Astronomers detect the brightest flash of light ever

Astronomers noticed the brightest flash of light ever, an explosion of 18,000,000,000 volts from an event that occurred 2.4 billion light-years from Earth, and experts believe that the flash was most likely caused by the formation of a black hole, and a gamma-ray burst, the most intense form, was detected For electromagnetic radiation, it was first used by orbiting telescopes on October 9 and its followingglow is still monitored by scientists around the world.

According to the British newspaper “Daily Mail”, Brendan O’Connor, who used infrared tools On the Gemini South telescope in Chile: “It really is a record-breaker, both in the amount of photons and the energy of the photons that reach us,” adding, “Something like this, this one nearby, is actually a once-in-a-century event.”

O’Connor told AFP that the gamma-ray bursts, lasting hundreds of seconds, are believed to be caused by the dying stars of massive stars 30 times larger than our sun.

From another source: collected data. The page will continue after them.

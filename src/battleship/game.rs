//! Turn loop driving two players against each other's boards.

use log::info;
use rand::rngs::SmallRng;

use crate::battleship::board::Board;
use crate::battleship::common::{BoardError, ShotResult};
use crate::battleship::config::BoardConfig;
use crate::battleship::player::Player;

/// Summary of a finished game.
#[derive(Debug, Clone, Copy, PartialEq, Eq)]
#[cfg_attr(feature = "serde", derive(serde::Serialize, serde::Deserialize))]
pub struct GameOutcome {
    /// Index of the winning player (0 or 1).
    pub winner: usize,
    /// Shots fired per player, repeats included.
    pub shots: [usize; 2],
}

/// A match between two players, each owning one board.
///
/// The orchestrator owns both boards and hands each player a read-only
/// view of the opponent's board per turn; shots are dispatched here so
/// no player ever holds a mutable handle to the other side.
pub struct Game {
    players: [Box<dyn Player>; 2],
    boards: [Board; 2],
}

impl Game {
    pub fn new(config: BoardConfig, players: [Box<dyn Player>; 2]) -> Self {
        let boards = [Board::new(config.clone()), Board::new(config)];
        Game { players, boards }
    }

    pub fn board(&self, index: usize) -> &Board {
        &self.boards[index]
    }

    pub fn player_name(&self, index: usize) -> &str {
        self.players[index].name()
    }

    /// Place both fleets. Each player arranges its own board.
    pub fn setup(&mut self, rng: &mut SmallRng) -> Result<(), BoardError> {
        for (player, board) in self.players.iter_mut().zip(self.boards.iter_mut()) {
            info!("{} places ships", player.name());
            player.place_ships(rng, board)?;
        }
        Ok(())
    }

    /// Run turns to completion. A hit or a sink earns another shot; a
    /// miss or a repeated cell passes the turn.
    pub fn run(&mut self, rng: &mut SmallRng) -> Result<GameOutcome, BoardError> {
        let mut current = 0usize;
        let mut shots = [0usize; 2];
        loop {
            let opponent = 1 - current;
            let coord = {
                let opponent_board = &self.boards[opponent];
                self.players[current].select_target(rng, opponent_board)
            };
            let result = self.boards[opponent].receive_shot(coord)?;
            shots[current] += 1;
            self.players[current].handle_shot_result(coord, result);
            self.players[opponent].handle_opponent_shot(coord, result);

            if self.boards[opponent].all_sunk() {
                info!("{} wins", self.players[current].name());
                return Ok(GameOutcome {
                    winner: current,
                    shots,
                });
            }
            if !matches!(result, ShotResult::Hit | ShotResult::Sunk) {
                current = opponent;
            }
        }
    }
}
use gridgames::battleship::{Board, BoardConfig, CellMark, ShotResult};
use proptest::prelude::*;
use rand::rngs::SmallRng;
use rand::{Rng, SeedableRng};

fn placed_board(seed: u64) -> Board {
    let mut rng = SmallRng::seed_from_u64(seed);
    let mut board = Board::new(BoardConfig::default());
    board.place_fleet(&mut rng).unwrap();
    board
}

proptest! {
    #![proptest_config(ProptestConfig::with_cases(64))]

    #[test]
    fn fleet_never_touches(seed in any::<u64>()) {
        let board = placed_board(seed);
        let ships = board.ships();
        for (i, a) in ships.iter().enumerate() {
            for b in ships.iter().skip(i + 1) {
                for (ar, ac) in a.cells() {
                    for (br, bc) in b.cells() {
                        let chebyshev = ar.abs_diff(br).max(ac.abs_diff(bc));
                        prop_assert!(
                            chebyshev >= 2,
                            "ships touch: ({},{}) vs ({},{})",
                            ar, ac, br, bc
                        );
                    }
                }
            }
        }
    }

    #[test]
    fn owner_sees_every_ship_cell_and_opponent_none(seed in any::<u64>()) {
        let mut board = placed_board(seed);
        let mut rng = SmallRng::seed_from_u64(seed ^ 0xdead_beef);
        let shots = rng.random_range(0..40);
        for _ in 0..shots {
            let coord = (rng.random_range(0..10), rng.random_range(0..10));
            board.receive_shot(coord).unwrap();
        }
        let own = board.visible_state(true);
        let visible = own
            .iter()
            .flatten()
            .filter(|&&m| matches!(m, CellMark::Ship | CellMark::Hit))
            .count();
        prop_assert_eq!(visible, board.ship_cell_count());
        let theirs = board.visible_state(false);
        let leaked = theirs
            .iter()
            .flatten()
            .filter(|&&m| m == CellMark::Ship)
            .count();
        prop_assert_eq!(leaked, 0);
    }

    #[test]
    fn second_shot_never_mutates(
        seed in any::<u64>(),
        row in 0..10usize,
        col in 0..10usize,
    ) {
        let mut board = placed_board(seed);
        let first = board.receive_shot((row, col)).unwrap();
        prop_assert_ne!(first, ShotResult::AlreadyShot);
        let misses = board.misses().to_vec();
        let shots = board.shot_count();
        let second = board.receive_shot((row, col)).unwrap();
        prop_assert_eq!(second, ShotResult::AlreadyShot);
        prop_assert_eq!(board.misses(), &misses[..]);
        prop_assert_eq!(board.shot_count(), shots);
    }
}
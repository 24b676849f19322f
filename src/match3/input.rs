//! Tile selection tracking for click-driven frontends.

use crate::match3::engine::GameState;

/// What a click did to the current selection.
#[derive(Debug, Clone, Copy, PartialEq, Eq)]
pub enum TileClickResult {
    /// Click ignored (engine busy or game over).
    Ignored,
    /// First tile of a pair selected.
    FirstSelected,
    /// Second tile selected; the pair is ready to swap.
    SwapReady,
    /// Click on the already-selected tile cleared the selection.
    Deselected,
}

/// Tracks the two-click swap selection.
///
/// The frontend feeds in clicks and calls the engine's swap once
/// `SwapReady` comes back, then resets.
#[derive(Debug, Default)]
pub struct SelectionTracker {
    first: Option<(usize, usize)>,
    second: Option<(usize, usize)>,
}

impl SelectionTracker {
    pub fn new() -> Self {
        Self::default()
    }

    pub fn handle_click(&mut self, coord: (usize, usize), state: GameState) -> TileClickResult {
        if state != GameState::Playing {
            return TileClickResult::Ignored;
        }
        match self.first {
            None => {
                self.first = Some(coord);
                TileClickResult::FirstSelected
            }
            Some(first) if first == coord => {
                self.reset();
                TileClickResult::Deselected
            }
            Some(_) => {
                self.second = Some(coord);
                TileClickResult::SwapReady
            }
        }
    }

    /// The selected pair, available once `SwapReady` was returned.
    pub fn pair(&self) -> Option<((usize, usize), (usize, usize))> {
        match (self.first, self.second) {
            (Some(a), Some(b)) => Some((a, b)),
            _ => None,
        }
    }

    pub fn reset(&mut self) {
        self.first = None;
        self.second = None;
    }
}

The star explodes and collapses into a black hole, then material forms in a disk around the black hole, falls inside, and is released in a jet of energy traveling at 99.99% of the speed of light.

The flash released photons carrying 18 TeV of energy, 18 with 12 zeros behind, and affected long-wave radio communications in the Earth’s ionosphere.

Gamma ray research first began in the 1960s when American satellites were designed to detect whether the Soviet Union was detonating bombs in space, and such explosions ended up being found from outside the Milky Way.